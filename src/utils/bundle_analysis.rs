// Composition report and performance budgets for production builds

use crate::core::graph::ModuleGraph;
use crate::core::models::{Artifact, ArtifactKind, BuildWarning, Mode, OutputManifest, PerformanceBudget};
use flate2::write::GzEncoder;
use flate2::Compression;
use serde::Serialize;
use std::collections::HashMap;
use std::io::Write;

/// Share of one module inside an artifact
#[derive(Debug, Clone, Serialize)]
pub struct ModuleStats {
    pub id: String,
    /// Rendered size before minification
    pub size: usize,
    pub percentage: f64,
}

#[derive(Debug, Clone, Serialize)]
pub struct ArtifactStats {
    pub filename: String,
    pub kind: ArtifactKind,
    pub size: usize,
    pub gzip_size: usize,
    pub modules: Vec<ModuleStats>,
}

#[derive(Debug, Clone, Serialize)]
pub struct BundleAnalysis {
    pub total_size: usize,
    pub total_gzip_size: usize,
    pub total_modules: usize,
    /// Sorted by size, descending
    pub artifacts: Vec<ArtifactStats>,
}

impl BundleAnalysis {
    pub fn analyze(artifacts: &[Artifact], graph: &ModuleGraph) -> Self {
        let mut stats: Vec<ArtifactStats> = artifacts
            .iter()
            .map(|artifact| {
                let module_total: usize = artifact
                    .modules
                    .iter()
                    .filter_map(|id| graph.module(id))
                    .map(|m| m.size())
                    .sum();
                let mut modules: Vec<ModuleStats> = artifact
                    .modules
                    .iter()
                    .filter_map(|id| graph.module(id))
                    .map(|m| ModuleStats {
                        id: m.id.clone(),
                        size: m.size(),
                        percentage: percentage(m.size(), module_total),
                    })
                    .collect();
                modules.sort_by(|a, b| b.size.cmp(&a.size).then_with(|| a.id.cmp(&b.id)));

                ArtifactStats {
                    filename: artifact.filename.clone(),
                    kind: artifact.kind,
                    size: artifact.size(),
                    gzip_size: gzip_size(&artifact.content),
                    modules,
                }
            })
            .collect();
        stats.sort_by(|a, b| b.size.cmp(&a.size).then_with(|| a.filename.cmp(&b.filename)));

        Self {
            total_size: stats.iter().map(|a| a.size).sum(),
            total_gzip_size: stats.iter().map(|a| a.gzip_size).sum(),
            total_modules: graph.modules.len(),
            artifacts: stats,
        }
    }

    pub fn report_filename(timestamp_ms: i64) -> String {
        format!("report_{}.html", timestamp_ms)
    }

    /// Self-contained HTML page
    pub fn generate_html(&self, build_date: &str) -> String {
        let mut html = String::new();
        html.push_str("<!DOCTYPE html>\n<html lang=\"en\">\n<head>\n<meta charset=\"utf-8\">\n");
        html.push_str("<title>kiln bundle report</title>\n<style>\n");
        html.push_str("body{font-family:system-ui,sans-serif;margin:2rem;color:#222}\n");
        html.push_str("table{border-collapse:collapse;width:100%;margin-bottom:1.5rem}\n");
        html.push_str("th,td{text-align:left;padding:.25rem .5rem;border-bottom:1px solid #ddd}\n");
        html.push_str("td.num{text-align:right;font-variant-numeric:tabular-nums}\n");
        html.push_str(".bar{background:#4a90d9;height:.6rem}\n");
        html.push_str("</style>\n</head>\n<body>\n");
        html.push_str(&format!("<h1>Bundle report</h1>\n<p>{}</p>\n", escape(build_date)));
        html.push_str(&format!(
            "<p>{} artifacts, {} modules, {} total ({} gzip)</p>\n",
            self.artifacts.len(),
            self.total_modules,
            format_size(self.total_size),
            format_size(self.total_gzip_size)
        ));

        html.push_str("<table>\n<tr><th>Artifact</th><th>Kind</th><th>Size</th><th>Gzip</th><th></th></tr>\n");
        for artifact in &self.artifacts {
            html.push_str(&format!(
                "<tr><td>{}</td><td>{:?}</td><td class=\"num\">{}</td><td class=\"num\">{}</td><td><div class=\"bar\" style=\"width:{:.1}%\"></div></td></tr>\n",
                escape(&artifact.filename),
                artifact.kind,
                format_size(artifact.size),
                format_size(artifact.gzip_size),
                percentage(artifact.size, self.total_size)
            ));
        }
        html.push_str("</table>\n");

        for artifact in self.artifacts.iter().filter(|a| !a.modules.is_empty()) {
            html.push_str(&format!("<h2>{}</h2>\n<table>\n", escape(&artifact.filename)));
            for module in &artifact.modules {
                html.push_str(&format!(
                    "<tr><td>{}</td><td class=\"num\">{}</td><td class=\"num\">{:.1}%</td></tr>\n",
                    escape(&module.id),
                    format_size(module.size),
                    module.percentage
                ));
            }
            html.push_str("</table>\n");
        }

        html.push_str("</body>\n</html>\n");
        html
    }
}

/// Asset and entrypoint budget warnings over the final artifacts
pub fn check_budgets(
    artifacts: &[Artifact],
    manifest: &OutputManifest,
    budget: &PerformanceBudget,
    public_path: &str,
    mode: Mode,
) -> Vec<BuildWarning> {
    let mut warnings = Vec::new();

    for artifact in artifacts.iter().filter(|a| a.size() > budget.max_asset_size) {
        warnings.push(BuildWarning::AssetSize {
            artifact: artifact.filename.clone(),
            size: artifact.size(),
            limit: budget.max_asset_size,
        });
    }

    let sizes: HashMap<String, usize> = artifacts
        .iter()
        .map(|a| (a.reference(public_path, mode), a.size()))
        .collect();
    for (entry, files) in &manifest.entrypoints {
        let size: usize = files
            .scripts
            .iter()
            .chain(files.styles.iter())
            .filter_map(|reference| sizes.get(reference))
            .sum();
        if size > budget.max_entrypoint_size {
            warnings.push(BuildWarning::EntrypointSize {
                entry: entry.clone(),
                size,
                limit: budget.max_entrypoint_size,
            });
        }
    }

    warnings
}

pub fn gzip_size(bytes: &[u8]) -> usize {
    let mut encoder = GzEncoder::new(Vec::new(), Compression::default());
    if encoder.write_all(bytes).is_err() {
        return bytes.len();
    }
    encoder.finish().map(|out| out.len()).unwrap_or(bytes.len())
}

/// Format bytes as human-readable size
pub fn format_size(bytes: usize) -> String {
    const KB: f64 = 1024.0;
    const MB: f64 = KB * 1024.0;

    if bytes < KB as usize {
        format!("{} B", bytes)
    } else if bytes < MB as usize {
        format!("{:.2} KB", bytes as f64 / KB)
    } else {
        format!("{:.2} MB", bytes as f64 / MB)
    }
}

fn percentage(part: usize, total: usize) -> f64 {
    if total == 0 {
        0.0
    } else {
        part as f64 / total as f64 * 100.0
    }
}

fn escape(text: &str) -> String {
    text.replace('&', "&amp;")
        .replace('<', "&lt;")
        .replace('>', "&gt;")
        .replace('"', "&quot;")
}
use std::path::PathBuf;
use thiserror::Error;

/// Where in a source file a diagnostic points
#[derive(Debug, Clone, Default)]
pub struct ErrorContext {
    pub file_path: Option<PathBuf>,
    pub line: Option<usize>,
    pub column: Option<usize>,
    pub code_snippet: Option<String>,
}

impl ErrorContext {
    pub fn new() -> Self {
        Self::default()
    }

    pub fn with_file(mut self, path: PathBuf) -> Self {
        self.file_path = Some(path);
        self
    }

    /// Derive line/column and a three-line snippet from a byte offset
    pub fn at_offset(mut self, source: &str, offset: usize) -> Self {
        let offset = offset.min(source.len());
        let before = &source[..offset];
        let line = before.matches('\n').count() + 1;
        let column = offset - before.rfind('\n').map(|i| i + 1).unwrap_or(0) + 1;
        let first = line.saturating_sub(2);
        let snippet = source
            .lines()
            .skip(first)
            .take(3)
            .collect::<Vec<_>>()
            .join("\n");
        self.line = Some(line);
        self.column = Some(column);
        self.code_snippet = Some(snippet);
        self
    }
}

#[derive(Error, Debug)]
pub enum KilnError {
    #[error("IO error: {0}")]
    Io(#[from] std::io::Error),

    #[error("Cannot resolve '{specifier}' imported from {}", importer.display())]
    Resolution { specifier: String, importer: PathBuf },

    #[error("Transform failed for {}: {message}", path.display())]
    Transform {
        path: PathBuf,
        message: String,
        context: Option<ErrorContext>,
    },

    #[error("Failed to write {}: {source}", path.display())]
    Emission {
        path: PathBuf,
        #[source]
        source: std::io::Error,
    },

    #[error("Minification failed for {artifact}: {message}")]
    Optimization { artifact: String, message: String },

    #[error("Configuration error: {0}")]
    Config(String),

    #[error("Build generation {generation} superseded by a newer change")]
    Superseded { generation: u64 },

    #[error("Server error: {0}")]
    Server(String),
}

impl KilnError {
    pub fn resolution(specifier: impl Into<String>, importer: impl Into<PathBuf>) -> Self {
        Self::Resolution {
            specifier: specifier.into(),
            importer: importer.into(),
        }
    }

    pub fn transform(path: impl Into<PathBuf>, message: impl Into<String>) -> Self {
        Self::Transform {
            path: path.into(),
            message: message.into(),
            context: None,
        }
    }

    pub fn transform_with_context(
        path: impl Into<PathBuf>,
        message: impl Into<String>,
        context: ErrorContext,
    ) -> Self {
        Self::Transform {
            path: path.into(),
            message: message.into(),
            context: Some(context),
        }
    }

    pub fn emission(path: impl Into<PathBuf>, source: std::io::Error) -> Self {
        Self::Emission {
            path: path.into(),
            source,
        }
    }

    pub fn optimization(artifact: impl Into<String>, message: impl Into<String>) -> Self {
        Self::Optimization {
            artifact: artifact.into(),
            message: message.into(),
        }
    }

    pub fn config(message: impl Into<String>) -> Self {
        Self::Config(message.into())
    }

    pub fn is_superseded(&self) -> bool {
        matches!(self, Self::Superseded { .. })
    }

    /// Format error with file, location and snippet when known
    pub fn format_detailed(&self) -> String {
        match self {
            KilnError::Transform {
                message,
                context: Some(ctx),
                path,
            } => {
                let mut output = format!("❌ Transform Error: {}", message);
                output.push_str(&format!(
                    "\n📁 File: {}",
                    ctx.file_path.as_ref().unwrap_or(path).display()
                ));
                if let (Some(line), Some(column)) = (ctx.line, ctx.column) {
                    output.push_str(&format!("\n📍 Location: line {}, column {}", line, column));
                }
                if let Some(ref snippet) = ctx.code_snippet {
                    output.push_str(&format!(
                        "\n📝 Code:\n{}",
                        Self::format_code_snippet(snippet, ctx.line)
                    ));
                }
                output
            }
            other => format!("❌ {}", other),
        }
    }

    fn format_code_snippet(snippet: &str, error_line: Option<usize>) -> String {
        let lines: Vec<&str> = snippet.lines().collect();
        // Snippets start up to one line above the error line
        let first_line = error_line.map(|l| l.saturating_sub(1).max(1)).unwrap_or(1);
        let mut output = String::new();

        for (i, line) in lines.iter().enumerate() {
            let line_num = first_line + i;
            if error_line == Some(line_num) {
                output.push_str(&format!("→ {:3} │ {}\n", line_num, line));
            } else {
                output.push_str(&format!("  {:3} │ {}\n", line_num, line));
            }
        }

        output
    }
}

pub type Result<T> = std::result::Result<T, KilnError>;

impl From<regex::Error> for KilnError {
    fn from(err: regex::Error) -> Self {
        KilnError::Config(format!("Regex error: {}", err))
    }
}

impl From<anyhow::Error> for KilnError {
    fn from(err: anyhow::Error) -> Self {
        KilnError::Server(err.to_string())
    }
}

#[cfg(test)]
mod tests {
    use super::*;

    #[test]
    fn test_resolution_message_names_specifier_and_importer() {
        let err = KilnError::resolution("@components/Missing", "/project/src/index.tsx");
        let message = err.to_string();
        assert!(message.contains("@components/Missing"));
        assert!(message.contains("/project/src/index.tsx"));
    }

    #[test]
    fn test_context_from_offset() {
        let source = "const a = 1;\nconst b = ;\nconst c = 3;";
        let offset = source.find(" ;").unwrap();
        let ctx = ErrorContext::new().at_offset(source, offset);
        assert_eq!(ctx.line, Some(2));
        assert_eq!(ctx.column, Some(10));
        assert!(ctx.code_snippet.unwrap().contains("const b"));
    }

    #[test]
    fn test_detailed_transform_format() {
        let source = "let x = (;\n";
        let ctx = ErrorContext::new().at_offset(source, 9);
        let err = KilnError::transform_with_context("src/bad.ts", "Unexpected token", ctx);
        let detailed = err.format_detailed();
        assert!(detailed.contains("Transform Error"));
        assert!(detailed.contains("src/bad.ts"));
        assert!(detailed.contains("→   1 │ let x = (;"));
    }
}
use crate::{
    database::Database,
    error::AppResult,
    models::{ProgressRecord, TrackedCommunity},
};
use chrono::{DateTime, Utc};
use sqlx::{FromRow, types::Json};
use uuid::Uuid;

use super::CommunityStore;

/// 社区仓库（PostgreSQL）
#[derive(Debug, Clone)]
pub struct CommunityRepository {
    db: Database,
}

#[derive(FromRow)]
struct CommunityRow {
    id: Uuid,
    host: String,
    name: String,
    progress: Json<Vec<ProgressRecord>>,
    created_at: DateTime<Utc>,
    updated_at: Option<DateTime<Utc>>,
}

impl From<CommunityRow> for TrackedCommunity {
    fn from(row: CommunityRow) -> Self {
        Self {
            id: row.id,
            host: row.host,
            name: row.name,
            progress: row.progress.0,
            created_at: row.created_at,
            updated_at: row.updated_at,
        }
    }
}

impl CommunityRepository {
    pub fn new(db: Database) -> Self {
        Self { db }
    }
}

#[async_trait::async_trait]
impl CommunityStore for CommunityRepository {
    async fn load_all(&self) -> AppResult<Vec<TrackedCommunity>> {
        let rows = sqlx::query_as::<_, CommunityRow>(
            r#"
            SELECT id, host, name, progress, created_at, updated_at
            FROM tracked_communities
            ORDER BY updated_at ASC NULLS FIRST, created_at ASC
            "#,
        )
        .fetch_all(self.db.pool())
        .await?;

        Ok(rows.into_iter().map(Into::into).collect())
    }

    async fn find(&self, host: &str, name: &str) -> AppResult<Option<TrackedCommunity>> {
        let row = sqlx::query_as::<_, CommunityRow>(
            r#"
            SELECT id, host, name, progress, created_at, updated_at
            FROM tracked_communities
            WHERE host = $1 AND name = $2
            "#,
        )
        .bind(host)
        .bind(name)
        .fetch_optional(self.db.pool())
        .await?;

        Ok(row.map(Into::into))
    }

    async fn upsert(&self, community: &TrackedCommunity) -> AppResult<()> {
        sqlx::query(
            r#"
            INSERT INTO tracked_communities (id, host, name, progress, created_at, updated_at)
            VALUES ($1, $2, $3, $4, $5, $6)
            ON CONFLICT (host, name)
            DO UPDATE SET
                progress = EXCLUDED.progress,
                created_at = EXCLUDED.created_at,
                updated_at = EXCLUDED.updated_at
            "#,
        )
        .bind(community.id)
        .bind(&community.host)
        .bind(&community.name)
        .bind(Json(&community.progress))
        .bind(community.created_at)
        .bind(community.updated_at)
        .execute(self.db.pool())
        .await?;

        Ok(())
    }

    async fn replace_progress(
        &self,
        host: &str,
        name: &str,
        progress: &[ProgressRecord],
    ) -> AppResult<DateTime<Utc>> {
        let now = Utc::now();
        sqlx::query(
            r#"
            UPDATE tracked_communities
            SET progress = $3, updated_at = $4
            WHERE host = $1 AND name = $2
            "#,
        )
        .bind(host)
        .bind(name)
        .bind(Json(progress))
        .bind(now)
        .execute(self.db.pool())
        .await?;

        Ok(now)
    }

    async fn reset_all_progress(&self) -> AppResult<u64> {
        let result = sqlx::query("UPDATE tracked_communities SET progress = '[]'::jsonb")
            .execute(self.db.pool())
            .await?;

        Ok(result.rows_affected())
    }
}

+---+

(YOUR TASK): Out of the data above, transcribe exactly and only the lines starting with the line that has "#[derive(Debug, Clone, Default)]" and going on through the line that has "let before = &source[..offset];", both included.

(ANSWER AREA):
#[derive(Debug, Clone, Default)]
pub struct ErrorContext {
    pub file_path: Option<PathBuf>,
    pub line: Option<usize>,
    pub column: Option<usize>,
    pub code_snippet: Option<String>,
}

impl ErrorContext {
    pub fn new() -> Self {
        Self::default()
    }

    pub fn with_file(mut self, path: PathBuf) -> Self {
        self.file_path = Some(path);
        self
    }

    /// Derive line/column and a three-line snippet from a byte offset
    pub fn at_offset(mut self, source: &str, offset: usize) -> Self {
        let offset = offset.min(source.len());
        let before = &source[..offset];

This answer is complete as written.